*** Opening DATA SHOWN ***

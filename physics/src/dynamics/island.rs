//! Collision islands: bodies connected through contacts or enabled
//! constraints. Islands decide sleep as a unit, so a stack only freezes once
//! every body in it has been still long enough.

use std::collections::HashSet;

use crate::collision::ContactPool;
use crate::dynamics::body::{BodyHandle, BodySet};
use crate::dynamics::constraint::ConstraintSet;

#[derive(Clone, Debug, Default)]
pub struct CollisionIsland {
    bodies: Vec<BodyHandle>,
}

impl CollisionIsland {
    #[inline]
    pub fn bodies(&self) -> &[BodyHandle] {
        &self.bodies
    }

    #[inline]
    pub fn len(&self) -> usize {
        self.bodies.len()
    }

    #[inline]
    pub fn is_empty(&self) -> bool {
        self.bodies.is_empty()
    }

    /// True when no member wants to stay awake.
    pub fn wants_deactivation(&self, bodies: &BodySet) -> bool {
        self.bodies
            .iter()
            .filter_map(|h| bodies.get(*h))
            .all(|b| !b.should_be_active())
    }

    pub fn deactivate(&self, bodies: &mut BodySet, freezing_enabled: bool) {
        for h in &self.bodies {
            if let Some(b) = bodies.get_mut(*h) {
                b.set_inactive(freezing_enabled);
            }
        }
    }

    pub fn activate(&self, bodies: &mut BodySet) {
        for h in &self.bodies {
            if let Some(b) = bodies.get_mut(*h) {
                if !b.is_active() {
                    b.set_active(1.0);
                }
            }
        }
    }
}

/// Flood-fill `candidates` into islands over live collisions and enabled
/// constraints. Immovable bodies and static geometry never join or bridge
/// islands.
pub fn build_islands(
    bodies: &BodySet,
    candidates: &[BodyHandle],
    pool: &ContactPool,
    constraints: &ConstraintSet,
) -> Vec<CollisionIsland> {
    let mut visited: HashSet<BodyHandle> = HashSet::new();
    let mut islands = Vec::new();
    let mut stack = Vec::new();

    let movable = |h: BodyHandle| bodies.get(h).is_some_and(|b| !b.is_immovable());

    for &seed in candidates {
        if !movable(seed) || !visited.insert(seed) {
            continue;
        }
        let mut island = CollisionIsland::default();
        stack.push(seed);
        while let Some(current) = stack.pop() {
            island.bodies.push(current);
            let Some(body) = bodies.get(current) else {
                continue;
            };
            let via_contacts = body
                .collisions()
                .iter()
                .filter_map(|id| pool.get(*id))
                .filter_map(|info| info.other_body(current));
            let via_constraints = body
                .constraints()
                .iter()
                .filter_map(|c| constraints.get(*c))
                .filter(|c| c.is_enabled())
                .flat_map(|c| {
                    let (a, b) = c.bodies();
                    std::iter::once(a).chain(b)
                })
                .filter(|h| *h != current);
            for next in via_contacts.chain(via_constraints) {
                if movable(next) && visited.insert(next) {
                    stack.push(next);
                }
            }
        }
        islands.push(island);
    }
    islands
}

*** Closing DATA SHOWN ***
*** Opening DATA SHOWN ***

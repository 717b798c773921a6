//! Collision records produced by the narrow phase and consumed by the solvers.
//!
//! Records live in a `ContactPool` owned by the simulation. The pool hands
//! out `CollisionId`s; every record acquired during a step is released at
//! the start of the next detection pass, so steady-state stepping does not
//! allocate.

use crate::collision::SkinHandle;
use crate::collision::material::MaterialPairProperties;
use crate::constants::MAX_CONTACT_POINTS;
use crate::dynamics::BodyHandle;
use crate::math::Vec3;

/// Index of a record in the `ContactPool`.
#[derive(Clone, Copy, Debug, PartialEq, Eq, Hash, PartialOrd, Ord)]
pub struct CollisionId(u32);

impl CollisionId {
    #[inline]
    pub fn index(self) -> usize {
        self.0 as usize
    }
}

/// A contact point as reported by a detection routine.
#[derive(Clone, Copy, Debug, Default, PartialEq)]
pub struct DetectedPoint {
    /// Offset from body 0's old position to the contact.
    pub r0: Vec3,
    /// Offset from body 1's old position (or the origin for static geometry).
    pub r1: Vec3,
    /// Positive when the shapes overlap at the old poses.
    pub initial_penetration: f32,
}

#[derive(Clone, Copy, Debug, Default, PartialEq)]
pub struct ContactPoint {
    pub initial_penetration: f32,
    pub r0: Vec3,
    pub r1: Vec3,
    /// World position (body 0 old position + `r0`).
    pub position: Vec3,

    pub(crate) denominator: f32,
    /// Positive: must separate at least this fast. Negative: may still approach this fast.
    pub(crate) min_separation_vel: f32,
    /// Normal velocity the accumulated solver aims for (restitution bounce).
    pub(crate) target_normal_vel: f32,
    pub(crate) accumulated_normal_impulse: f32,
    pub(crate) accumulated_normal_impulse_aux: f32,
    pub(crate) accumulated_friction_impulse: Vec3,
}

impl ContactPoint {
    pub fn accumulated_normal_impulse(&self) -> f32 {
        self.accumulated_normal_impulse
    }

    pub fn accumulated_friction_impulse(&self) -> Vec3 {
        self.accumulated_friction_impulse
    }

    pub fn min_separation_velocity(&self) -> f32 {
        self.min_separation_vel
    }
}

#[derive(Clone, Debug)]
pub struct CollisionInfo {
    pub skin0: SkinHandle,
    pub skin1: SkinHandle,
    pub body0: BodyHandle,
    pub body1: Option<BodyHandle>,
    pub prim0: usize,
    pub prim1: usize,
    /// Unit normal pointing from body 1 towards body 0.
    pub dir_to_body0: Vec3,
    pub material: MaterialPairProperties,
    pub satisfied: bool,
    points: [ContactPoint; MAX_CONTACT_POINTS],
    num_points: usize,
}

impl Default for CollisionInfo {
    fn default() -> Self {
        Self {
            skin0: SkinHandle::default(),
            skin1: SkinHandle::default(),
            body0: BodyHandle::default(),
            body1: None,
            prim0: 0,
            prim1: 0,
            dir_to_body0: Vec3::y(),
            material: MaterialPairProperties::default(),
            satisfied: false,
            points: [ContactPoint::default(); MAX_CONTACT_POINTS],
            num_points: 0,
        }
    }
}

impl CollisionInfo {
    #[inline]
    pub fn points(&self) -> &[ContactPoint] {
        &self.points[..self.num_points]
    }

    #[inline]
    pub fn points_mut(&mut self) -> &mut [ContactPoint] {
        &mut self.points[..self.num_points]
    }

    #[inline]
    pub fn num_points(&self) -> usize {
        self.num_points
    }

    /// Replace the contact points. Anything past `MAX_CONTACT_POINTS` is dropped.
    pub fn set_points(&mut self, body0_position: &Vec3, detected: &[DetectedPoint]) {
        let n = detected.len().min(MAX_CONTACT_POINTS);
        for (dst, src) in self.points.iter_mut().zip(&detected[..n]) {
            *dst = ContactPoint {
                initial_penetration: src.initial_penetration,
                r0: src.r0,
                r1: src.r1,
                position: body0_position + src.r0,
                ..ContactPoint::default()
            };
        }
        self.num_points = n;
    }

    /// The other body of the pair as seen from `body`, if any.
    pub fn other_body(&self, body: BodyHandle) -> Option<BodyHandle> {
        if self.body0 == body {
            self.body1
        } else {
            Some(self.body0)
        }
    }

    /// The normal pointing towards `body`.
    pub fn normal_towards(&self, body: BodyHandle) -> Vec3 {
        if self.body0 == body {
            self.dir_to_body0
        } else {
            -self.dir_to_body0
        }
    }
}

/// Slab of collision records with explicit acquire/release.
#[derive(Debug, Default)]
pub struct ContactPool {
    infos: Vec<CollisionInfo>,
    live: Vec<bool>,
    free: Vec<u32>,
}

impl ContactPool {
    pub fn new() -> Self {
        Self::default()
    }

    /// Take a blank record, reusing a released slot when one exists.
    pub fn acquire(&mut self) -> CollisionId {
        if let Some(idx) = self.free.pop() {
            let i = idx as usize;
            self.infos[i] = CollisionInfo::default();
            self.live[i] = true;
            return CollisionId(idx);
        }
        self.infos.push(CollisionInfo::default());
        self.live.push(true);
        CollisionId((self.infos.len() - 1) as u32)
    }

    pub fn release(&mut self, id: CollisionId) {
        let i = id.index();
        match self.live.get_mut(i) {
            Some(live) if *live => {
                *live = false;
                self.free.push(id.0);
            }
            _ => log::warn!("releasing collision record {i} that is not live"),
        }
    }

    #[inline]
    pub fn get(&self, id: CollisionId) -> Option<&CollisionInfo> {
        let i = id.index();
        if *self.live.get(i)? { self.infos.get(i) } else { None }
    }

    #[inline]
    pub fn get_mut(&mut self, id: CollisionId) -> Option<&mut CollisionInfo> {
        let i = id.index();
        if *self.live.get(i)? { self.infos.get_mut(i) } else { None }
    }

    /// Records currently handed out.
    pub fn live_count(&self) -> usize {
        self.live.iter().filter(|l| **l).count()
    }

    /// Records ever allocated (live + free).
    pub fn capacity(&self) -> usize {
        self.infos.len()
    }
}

*** Closing DATA SHOWN ***
*** Opening DATA SHOWN ***

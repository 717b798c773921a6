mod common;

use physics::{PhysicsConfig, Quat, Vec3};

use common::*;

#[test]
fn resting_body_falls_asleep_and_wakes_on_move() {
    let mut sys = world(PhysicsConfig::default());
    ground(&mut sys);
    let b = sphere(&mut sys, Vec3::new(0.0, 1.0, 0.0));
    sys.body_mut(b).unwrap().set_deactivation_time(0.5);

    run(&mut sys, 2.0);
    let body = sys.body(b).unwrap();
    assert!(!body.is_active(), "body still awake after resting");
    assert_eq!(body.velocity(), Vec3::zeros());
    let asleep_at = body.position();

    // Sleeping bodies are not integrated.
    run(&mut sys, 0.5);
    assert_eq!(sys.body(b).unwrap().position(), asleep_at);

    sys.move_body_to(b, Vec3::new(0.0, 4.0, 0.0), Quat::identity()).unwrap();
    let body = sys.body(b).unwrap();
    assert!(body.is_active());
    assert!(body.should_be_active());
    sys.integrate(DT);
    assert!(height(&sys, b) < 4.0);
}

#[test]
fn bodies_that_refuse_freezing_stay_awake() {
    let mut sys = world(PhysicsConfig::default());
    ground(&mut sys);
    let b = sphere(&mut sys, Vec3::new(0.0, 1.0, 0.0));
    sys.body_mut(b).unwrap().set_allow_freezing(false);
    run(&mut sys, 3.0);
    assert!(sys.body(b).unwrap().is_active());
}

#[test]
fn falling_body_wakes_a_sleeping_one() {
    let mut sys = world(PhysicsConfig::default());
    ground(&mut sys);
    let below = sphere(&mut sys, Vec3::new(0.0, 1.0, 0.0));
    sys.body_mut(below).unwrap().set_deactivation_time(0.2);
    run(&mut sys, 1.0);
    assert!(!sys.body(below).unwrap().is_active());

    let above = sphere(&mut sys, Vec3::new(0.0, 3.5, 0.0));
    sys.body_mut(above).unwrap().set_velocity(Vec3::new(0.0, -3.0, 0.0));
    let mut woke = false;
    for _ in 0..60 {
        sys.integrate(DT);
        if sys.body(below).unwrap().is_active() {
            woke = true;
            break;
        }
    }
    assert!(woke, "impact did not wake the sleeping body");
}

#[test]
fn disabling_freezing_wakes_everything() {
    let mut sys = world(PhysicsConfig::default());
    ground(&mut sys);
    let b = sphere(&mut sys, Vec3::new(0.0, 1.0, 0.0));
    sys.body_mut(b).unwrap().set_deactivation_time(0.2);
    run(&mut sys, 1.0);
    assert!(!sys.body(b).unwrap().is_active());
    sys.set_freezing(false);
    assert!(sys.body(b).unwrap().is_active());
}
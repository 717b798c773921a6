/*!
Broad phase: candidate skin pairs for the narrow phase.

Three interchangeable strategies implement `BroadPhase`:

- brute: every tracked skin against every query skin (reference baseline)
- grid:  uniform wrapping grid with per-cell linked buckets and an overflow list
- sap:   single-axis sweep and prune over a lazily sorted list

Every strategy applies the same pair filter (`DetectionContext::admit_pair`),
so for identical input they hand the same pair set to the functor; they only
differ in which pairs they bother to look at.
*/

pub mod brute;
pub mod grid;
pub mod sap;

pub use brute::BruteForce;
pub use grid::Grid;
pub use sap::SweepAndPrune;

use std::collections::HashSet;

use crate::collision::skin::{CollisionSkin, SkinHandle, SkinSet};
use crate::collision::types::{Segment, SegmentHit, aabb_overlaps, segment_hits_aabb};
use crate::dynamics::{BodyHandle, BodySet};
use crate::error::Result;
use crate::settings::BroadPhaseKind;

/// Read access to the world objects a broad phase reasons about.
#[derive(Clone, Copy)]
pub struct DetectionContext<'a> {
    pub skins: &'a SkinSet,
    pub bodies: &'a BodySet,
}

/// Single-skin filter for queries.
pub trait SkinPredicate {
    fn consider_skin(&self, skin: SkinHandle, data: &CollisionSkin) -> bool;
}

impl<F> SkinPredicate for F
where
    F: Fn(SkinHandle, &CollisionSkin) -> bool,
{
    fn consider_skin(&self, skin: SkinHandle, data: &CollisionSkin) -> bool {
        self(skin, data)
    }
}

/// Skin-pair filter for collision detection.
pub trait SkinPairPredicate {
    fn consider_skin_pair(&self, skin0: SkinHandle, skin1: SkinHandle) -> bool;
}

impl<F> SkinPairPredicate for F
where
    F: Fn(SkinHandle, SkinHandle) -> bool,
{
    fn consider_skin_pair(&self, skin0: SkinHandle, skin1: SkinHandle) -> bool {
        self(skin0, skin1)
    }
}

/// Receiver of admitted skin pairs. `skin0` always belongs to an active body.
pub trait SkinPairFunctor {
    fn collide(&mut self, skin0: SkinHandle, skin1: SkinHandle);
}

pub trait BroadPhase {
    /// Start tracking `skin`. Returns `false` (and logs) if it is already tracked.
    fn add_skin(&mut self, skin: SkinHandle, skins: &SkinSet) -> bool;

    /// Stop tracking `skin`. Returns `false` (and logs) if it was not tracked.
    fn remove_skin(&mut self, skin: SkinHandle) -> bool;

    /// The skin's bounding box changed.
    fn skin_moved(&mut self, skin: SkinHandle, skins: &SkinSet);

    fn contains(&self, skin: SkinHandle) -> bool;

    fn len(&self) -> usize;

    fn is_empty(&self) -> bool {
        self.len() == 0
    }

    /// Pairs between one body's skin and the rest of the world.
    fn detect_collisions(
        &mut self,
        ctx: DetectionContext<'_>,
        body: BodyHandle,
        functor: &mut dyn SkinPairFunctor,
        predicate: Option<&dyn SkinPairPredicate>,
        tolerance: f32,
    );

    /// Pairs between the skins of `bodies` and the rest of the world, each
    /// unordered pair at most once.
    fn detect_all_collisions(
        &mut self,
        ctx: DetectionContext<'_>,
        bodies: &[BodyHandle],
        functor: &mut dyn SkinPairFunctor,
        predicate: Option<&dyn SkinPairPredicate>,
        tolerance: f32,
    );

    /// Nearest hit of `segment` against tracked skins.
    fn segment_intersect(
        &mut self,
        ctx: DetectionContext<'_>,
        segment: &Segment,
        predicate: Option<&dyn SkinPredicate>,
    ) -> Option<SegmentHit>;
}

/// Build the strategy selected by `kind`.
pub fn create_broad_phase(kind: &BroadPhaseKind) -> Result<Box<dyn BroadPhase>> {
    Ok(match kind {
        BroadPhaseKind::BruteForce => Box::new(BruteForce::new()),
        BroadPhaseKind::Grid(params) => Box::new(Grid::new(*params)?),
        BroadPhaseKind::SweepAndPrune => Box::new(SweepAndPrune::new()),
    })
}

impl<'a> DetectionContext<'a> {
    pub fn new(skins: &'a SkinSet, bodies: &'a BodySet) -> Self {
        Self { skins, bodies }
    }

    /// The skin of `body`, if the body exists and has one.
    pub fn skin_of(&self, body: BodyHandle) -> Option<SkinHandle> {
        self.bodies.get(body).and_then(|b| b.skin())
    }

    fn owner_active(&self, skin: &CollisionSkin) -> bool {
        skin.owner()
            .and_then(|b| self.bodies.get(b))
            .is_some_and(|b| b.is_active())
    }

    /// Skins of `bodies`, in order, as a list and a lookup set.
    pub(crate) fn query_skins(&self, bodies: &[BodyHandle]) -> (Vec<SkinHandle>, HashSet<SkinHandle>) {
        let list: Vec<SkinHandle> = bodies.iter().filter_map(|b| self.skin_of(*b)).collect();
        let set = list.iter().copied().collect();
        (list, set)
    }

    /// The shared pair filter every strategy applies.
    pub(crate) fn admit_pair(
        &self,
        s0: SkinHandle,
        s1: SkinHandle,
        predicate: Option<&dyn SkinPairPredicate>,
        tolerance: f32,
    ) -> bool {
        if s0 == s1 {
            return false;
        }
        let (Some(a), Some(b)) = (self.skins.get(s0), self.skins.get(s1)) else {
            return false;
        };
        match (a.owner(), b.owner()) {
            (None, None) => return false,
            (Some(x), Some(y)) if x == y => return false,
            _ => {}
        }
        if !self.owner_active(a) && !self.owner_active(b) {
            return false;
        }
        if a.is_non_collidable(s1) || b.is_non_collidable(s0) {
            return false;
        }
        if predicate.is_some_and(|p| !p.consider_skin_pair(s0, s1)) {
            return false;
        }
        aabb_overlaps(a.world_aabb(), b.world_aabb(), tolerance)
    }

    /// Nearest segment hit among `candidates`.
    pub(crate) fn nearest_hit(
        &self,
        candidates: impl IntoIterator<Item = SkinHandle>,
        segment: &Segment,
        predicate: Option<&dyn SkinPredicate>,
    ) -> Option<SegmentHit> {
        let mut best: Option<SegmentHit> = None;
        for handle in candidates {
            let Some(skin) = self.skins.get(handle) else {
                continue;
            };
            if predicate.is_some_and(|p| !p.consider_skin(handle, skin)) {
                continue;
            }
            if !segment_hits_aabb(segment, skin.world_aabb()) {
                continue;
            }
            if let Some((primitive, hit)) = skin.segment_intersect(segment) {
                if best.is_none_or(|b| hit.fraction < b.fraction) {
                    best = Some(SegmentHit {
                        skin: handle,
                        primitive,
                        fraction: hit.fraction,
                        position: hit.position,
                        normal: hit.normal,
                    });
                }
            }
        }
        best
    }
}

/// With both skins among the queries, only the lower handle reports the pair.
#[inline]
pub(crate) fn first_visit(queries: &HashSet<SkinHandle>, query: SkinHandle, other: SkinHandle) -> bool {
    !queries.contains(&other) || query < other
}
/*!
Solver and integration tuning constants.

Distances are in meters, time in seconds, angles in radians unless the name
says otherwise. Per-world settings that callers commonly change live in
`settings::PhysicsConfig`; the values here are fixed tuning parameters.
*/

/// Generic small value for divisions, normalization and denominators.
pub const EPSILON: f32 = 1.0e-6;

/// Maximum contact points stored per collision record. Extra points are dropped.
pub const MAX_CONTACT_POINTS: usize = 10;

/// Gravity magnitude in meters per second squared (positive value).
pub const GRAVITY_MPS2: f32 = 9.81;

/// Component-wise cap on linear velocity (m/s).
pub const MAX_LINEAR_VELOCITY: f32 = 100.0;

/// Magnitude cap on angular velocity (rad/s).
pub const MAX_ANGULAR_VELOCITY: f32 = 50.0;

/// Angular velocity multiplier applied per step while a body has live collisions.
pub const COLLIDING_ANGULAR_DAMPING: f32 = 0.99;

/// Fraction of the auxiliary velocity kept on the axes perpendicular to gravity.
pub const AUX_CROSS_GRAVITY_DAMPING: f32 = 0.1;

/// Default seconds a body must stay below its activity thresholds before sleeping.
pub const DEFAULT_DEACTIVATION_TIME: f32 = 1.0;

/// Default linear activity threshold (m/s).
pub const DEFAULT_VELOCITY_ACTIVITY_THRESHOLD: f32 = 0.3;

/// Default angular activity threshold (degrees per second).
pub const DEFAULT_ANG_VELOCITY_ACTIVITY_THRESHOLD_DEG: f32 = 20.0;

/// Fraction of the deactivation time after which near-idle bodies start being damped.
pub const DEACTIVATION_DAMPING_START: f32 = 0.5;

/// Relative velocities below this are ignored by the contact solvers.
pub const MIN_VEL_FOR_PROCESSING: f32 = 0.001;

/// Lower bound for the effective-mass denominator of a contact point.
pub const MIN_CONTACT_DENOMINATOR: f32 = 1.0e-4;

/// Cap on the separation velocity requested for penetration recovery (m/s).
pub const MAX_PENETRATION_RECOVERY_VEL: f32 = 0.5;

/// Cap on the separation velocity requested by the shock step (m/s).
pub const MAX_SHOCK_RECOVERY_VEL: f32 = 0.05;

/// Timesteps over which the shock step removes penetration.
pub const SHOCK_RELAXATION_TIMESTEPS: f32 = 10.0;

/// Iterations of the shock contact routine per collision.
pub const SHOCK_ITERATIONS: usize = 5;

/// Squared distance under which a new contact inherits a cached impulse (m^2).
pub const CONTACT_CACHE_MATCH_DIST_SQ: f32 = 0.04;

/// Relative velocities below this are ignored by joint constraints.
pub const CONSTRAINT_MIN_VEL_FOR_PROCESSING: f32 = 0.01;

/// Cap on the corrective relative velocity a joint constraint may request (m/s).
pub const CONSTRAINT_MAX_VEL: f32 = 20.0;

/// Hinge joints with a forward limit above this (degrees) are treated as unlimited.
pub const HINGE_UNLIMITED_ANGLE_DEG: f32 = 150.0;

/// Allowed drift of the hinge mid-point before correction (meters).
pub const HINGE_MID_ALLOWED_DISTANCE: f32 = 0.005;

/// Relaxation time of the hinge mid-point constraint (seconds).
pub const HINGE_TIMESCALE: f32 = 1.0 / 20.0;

*** Closing DATA SHOWN ***

TASK DESCRIPTION: The records are given above. Copy each line in them that holds "between".

ANSWER BOX:
    /// Pairs between one body's skin and the rest of the world.
    /// Pairs between the skins of `bodies` and the rest of the world, each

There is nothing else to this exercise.